Procédure devant la cour :
Par une requête, enregistrée le 23 janvier 2018, M. A..., représenté par MeD..., demande à la cour :
1°) d'annuler ce jugement du tribunal administratif de Nantes 9 août 2017 ;
2°) d'annuler l'arrêté du 20 juillet 2017 du préfet de la Vendée ;
3°) d'enjoindre au préfet de la Vendée, à titre principal, de l'admettre au séjour au titre de l'asile et de lui remettre une attestation de demandeur d'asile, à titre subsidiaire, de réexaminer sa demande et de lui délivrer durant ce réexamen une attestation de demandeur d'asile ;
4°) de mettre à la charge de l'Etat la somme de 2 000 euros en application des articles L. 761-1 du code de justice administrative et 37 de la loi du 10 juillet 1991.
Il soutient que :
- l'arrêté de réadmission est insuffisamment motivé ;
- les dispositions de l'article 5 du règlement du 26 juin 2013 ont été méconnues ; il n'est pas démontré que l'entretien a été conduit par une personne qualifiée en droit national ;
- cette décision est entachée d'un défaut de base légale dès lors que le critère de détermination de l'Etat membre responsable, à savoir la Pologne, n'est pas mentionné ;
- cette décision méconnaît les dispositions de l'article 16 du règlement 604/2013 ; sa soeur, qui réside en France, a déposé une demande d'asile ; elle est dépendante de son frère compte tenu de la fragilité de son état de santé ;
- le préfet n'a pas procédé à un examen détaillé de sa situation et a entaché sa décision d'une erreur de droit au regard de l'article 18 du règlement 604/2013 ;
- en cas de renvoi en Pologne, il y a un risque de traitement inhumain ou dégradant au sens de l'article 3 de la convention européenne de sauvegarde des droits de l'homme et des libertés fondamentales ;
- les dispositions de l'article 17-1 du règlement (UE) n° 604/2013 du 26 juin 2013 ont été méconnues.
Par un mémoire en défense, enregistré le 1er mars 2018, le préfet de la Vendée conclut au rejet de la requête.
Il soutient qu'aucun des moyens soulevés par M. A... n'est fondé.

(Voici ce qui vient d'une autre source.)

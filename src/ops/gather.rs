//! Gather along one axis.
//!
//! `out = in[.., indices[..], ..]`: the indexed axis is replaced by the
//! full shape of the indices tensor.

use std::sync::Arc;

use crate::error::{RuntimeError, Status};
use crate::kernel::{KernelArgs, KernelName};
use crate::ops::{
    apply_output_shape, check_output_shape, check_storage, normalize_axis, tensor_at, Lifecycle,
    Operator, OperatorBase, OperatorKind,
};
use crate::precision::PrecisionType;
use crate::runtime::Runtime;
use crate::tensor::{DataType, TensorRef};
use crate::worksize::{find_max_factor, WorkSize};

/// Inputs are `[input, indices]`; indices are `Int32`.
#[derive(Debug, Clone, Default)]
pub struct GatherParams {
    /// May be negative; counts from the last dimension.
    pub axis: i32,
    /// Infer the output shape and resize the output to it. When false the
    /// output must already have the inferred shape.
    pub android_nn: bool,
}

struct Bound {
    input: TensorRef,
    indices: TensorRef,
    output: TensorRef,
    axis: usize,
}

/// Select entries along one axis by index. Out-of-range indices read as
/// zero.
pub struct Gather {
    base: OperatorBase,
    bound: Option<Bound>,
}

/// Kernel name for a gather over `input_type` at `precision`.
///
/// Signed 8-bit wins over everything; an INT32 input overrides any other
/// declared precision except unsigned 8-bit.
pub fn kernel_name(precision: PrecisionType, input_type: DataType) -> KernelName {
    let name = KernelName::new("gather");
    if precision == PrecisionType::Int8 {
        name.signed(true)
    } else if input_type == DataType::Int32 && precision != PrecisionType::UInt8 {
        name.int32_input(true)
    } else {
        name
    }
}

/// `in[..axis] ++ indices ++ in[axis + 1..]`
pub fn output_dims(input: &[u32], indices: &[u32], axis: usize) -> Vec<u32> {
    let mut dims = Vec::with_capacity(input.len() + indices.len());
    dims.extend_from_slice(&input[..axis]);
    dims.extend_from_slice(indices);
    dims.extend_from_slice(&input[axis + 1..]);
    dims
}

impl Operator for Gather {
    type Params = GatherParams;
    const KIND: OperatorKind = OperatorKind::Gather;

    fn new(runtime: Arc<Runtime>, precision: PrecisionType) -> Self {
        Self {
            base: OperatorBase::new(Self::KIND, runtime, precision),
            bound: None,
        }
    }

    fn initialize(
        &mut self,
        inputs: &[TensorRef],
        outputs: &[TensorRef],
        params: &GatherParams,
    ) -> Status {
        self.base.begin_initialize()?;
        let input = tensor_at(Self::KIND, inputs, 0, "input")?;
        let indices = tensor_at(Self::KIND, inputs, 1, "indices")?;
        let output = tensor_at(Self::KIND, outputs, 0, "output")?;

        if indices.data_type() != DataType::Int32 {
            return Err(RuntimeError::precondition(
                Self::KIND,
                format!("indices must be int32, got {}", indices.data_type()),
            ));
        }
        let precision = self.base.precision();
        let name = kernel_name(precision, input.data_type());
        if !name.is_int32_input() {
            check_storage(Self::KIND, &input, precision, "input")?;
        }
        if output.data_type() != input.data_type() {
            return Err(RuntimeError::precondition(
                Self::KIND,
                format!("output is {}, input is {}", output.data_type(), input.data_type()),
            ));
        }

        let in_dims = input.dims();
        let axis = normalize_axis(Self::KIND, params.axis, in_dims.len())?;
        let out_dims = output_dims(&in_dims, &indices.dims(), axis);
        check_output_shape(Self::KIND, &output, &out_dims, params.android_nn)?;

        let kernel = self.base.resolve(&name)?;
        apply_output_shape(&output, &out_dims, params.android_nn)?;

        self.bound = Some(Bound {
            input,
            indices,
            output,
            axis,
        });
        self.base.finish_initialize(vec![kernel]);
        Ok(())
    }

    fn execute(&mut self) -> Status {
        self.base.enter_execute()?;
        let result = self.enqueue();
        self.base.leave_execute(result)
    }

    fn release(&mut self) -> Status {
        self.bound = None;
        self.base.release()
    }

    fn state(&self) -> Lifecycle {
        self.base.state()
    }

    fn kernel_names(&self) -> Vec<String> {
        self.base.kernel_names()
    }
}

impl Gather {
    fn enqueue(&self) -> Status {
        let b = self
            .bound
            .as_ref()
            .ok_or_else(|| RuntimeError::precondition(Self::KIND, "no tensors bound"))?;
        let dims = b.input.dims();
        let outer: u32 = dims[..b.axis].iter().product();
        let inner: u32 = dims[b.axis + 1..].iter().product();
        let axis_size = dims[b.axis];
        let count = b.indices.total_size() as u32;
        if outer == 0 || count == 0 {
            return Ok(());
        }

        let local = find_max_factor(count, self.base.cap());
        let work = WorkSize::two_d([outer, count], Some([1, local]));
        let args = KernelArgs::new()
            .buffer(&b.input)
            .buffer(&b.indices)
            .buffer(&b.output)
            .u32(inner)
            .u32(count)
            .u32(axis_size);
        self.base.enqueue(0, args, &work)
    }
}

#[cfg(test)]
mod tests {
    use super::*;
    use crate::tensor::TensorDesc;
    use pretty_assertions::assert_eq;

    #[test]
    fn test_output_dims() {
        assert_eq!(output_dims(&[4, 3, 2], &[5], 1), vec![4, 5, 2]);
        assert_eq!(output_dims(&[4, 3, 2], &[2, 2], 0), vec![2, 2, 3, 2]);
        assert_eq!(output_dims(&[4, 3, 2], &[1], 2), vec![4, 3, 1]);
    }

    #[test]
    fn test_kernel_name_priority() {
        let f = |p, t| kernel_name(p, t).with_precision(p);
        assert_eq!(f(PrecisionType::Fp32, DataType::Float32), "gather_FP32");
        assert_eq!(f(PrecisionType::Fp32, DataType::Int32), "INT32gather_FP32");
        assert_eq!(f(PrecisionType::Int8, DataType::Int32), "SIGNEDgather_INT8");
        assert_eq!(f(PrecisionType::UInt8, DataType::Int32), "gather_INT8");
    }

    #[test]
    fn test_gather_rows_on_axis_zero() {
        let rt = Runtime::host().unwrap();
        let input = rt.create_tensor(TensorDesc::new(&[3, 2], DataType::Float32)).unwrap();
        input.write(&[1.0f32, 2.0, 3.0, 4.0, 5.0, 6.0]).unwrap();
        let indices = rt.create_tensor(TensorDesc::new(&[2], DataType::Int32)).unwrap();
        indices.write(&[2i32, 0]).unwrap();
        let output = rt.create_tensor(TensorDesc::new(&[1], DataType::Float32)).unwrap();

        let mut op = Gather::new(Arc::clone(&rt), PrecisionType::Fp32);
        let params = GatherParams {
            axis: 0,
            android_nn: true,
        };
        op.initialize(&[input, indices], &[Arc::clone(&output)], &params)
            .unwrap();
        assert_eq!(output.dims(), vec![2, 2]);

        op.execute().unwrap();
        rt.finish().unwrap();
        assert_eq!(output.read::<f32>().unwrap(), vec![5.0, 6.0, 1.0, 2.0]);
        op.release().unwrap();
    }

    #[test]
    fn test_presized_output_is_validated() {
        let rt = Runtime::host().unwrap();
        let input = rt.create_tensor(TensorDesc::new(&[4, 3, 2], DataType::Float32)).unwrap();
        let indices = rt.create_tensor(TensorDesc::new(&[5], DataType::Int32)).unwrap();
        let wrong = rt.create_tensor(TensorDesc::new(&[4, 3, 2], DataType::Float32)).unwrap();
        let right = rt.create_tensor(TensorDesc::new(&[4, 5, 2], DataType::Float32)).unwrap();
        let params = GatherParams {
            axis: -2,
            android_nn: false,
        };

        let mut op = Gather::new(Arc::clone(&rt), PrecisionType::Fp32);
        let err = op
            .initialize(&[Arc::clone(&input), Arc::clone(&indices)], &[Arc::clone(&wrong)], &params)
            .unwrap_err();
        assert!(matches!(err, RuntimeError::Precondition { .. }));
        assert_eq!(wrong.dims(), vec![4, 3, 2]);
        assert_eq!(op.state(), Lifecycle::Created);

        op.initialize(&[input, indices], &[right], &params).unwrap();
        assert_eq!(op.kernel_names(), vec!["gather_FP32".to_string()]);
    }

    #[test]
    fn test_rejects_float_indices() {
        let rt = Runtime::host().unwrap();
        let input = rt.create_tensor(TensorDesc::new(&[4], DataType::Float32)).unwrap();
        let indices = rt.create_tensor(TensorDesc::new(&[2], DataType::Float32)).unwrap();
        let output = rt.create_tensor(TensorDesc::new(&[2], DataType::Float32)).unwrap();
        let mut op = Gather::new(rt, PrecisionType::Fp32);
        assert!(op
            .initialize(&[input, indices], &[output], &GatherParams::default())
            .is_err());
    }
}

M. A... a été admis au bénéfice de l'aide juridictionnelle totale par une décision en date du 28 décembre 2017.
Vu les autres pièces du dossier.
Vu :
- la convention européenne de sauvegarde des droits de l'homme et des libertés fondamentales ;
- la charte des droits fondamentaux de l'Union européenne ;
- le règlement (UE) n°604/2013 du Parlement européen et du Conseil en date du 26 juin 2013 ;
- le règlement (UE) n°603/2013 du Parlement européen et du Conseil en date du 26 juin 2013 ;
- le code de l'entrée et du séjour des étrangers et du droit d'asile ;
- la loi n° 91-647 du 10 juillet 1991 ;
- le code de justice administrative.
Le président de la formation de jugement a dispensé le rapporteur public, sur sa proposition, de prononcer des conclusions à l'audience.
Les parties ont été régulièrement averties du jour de l'audience.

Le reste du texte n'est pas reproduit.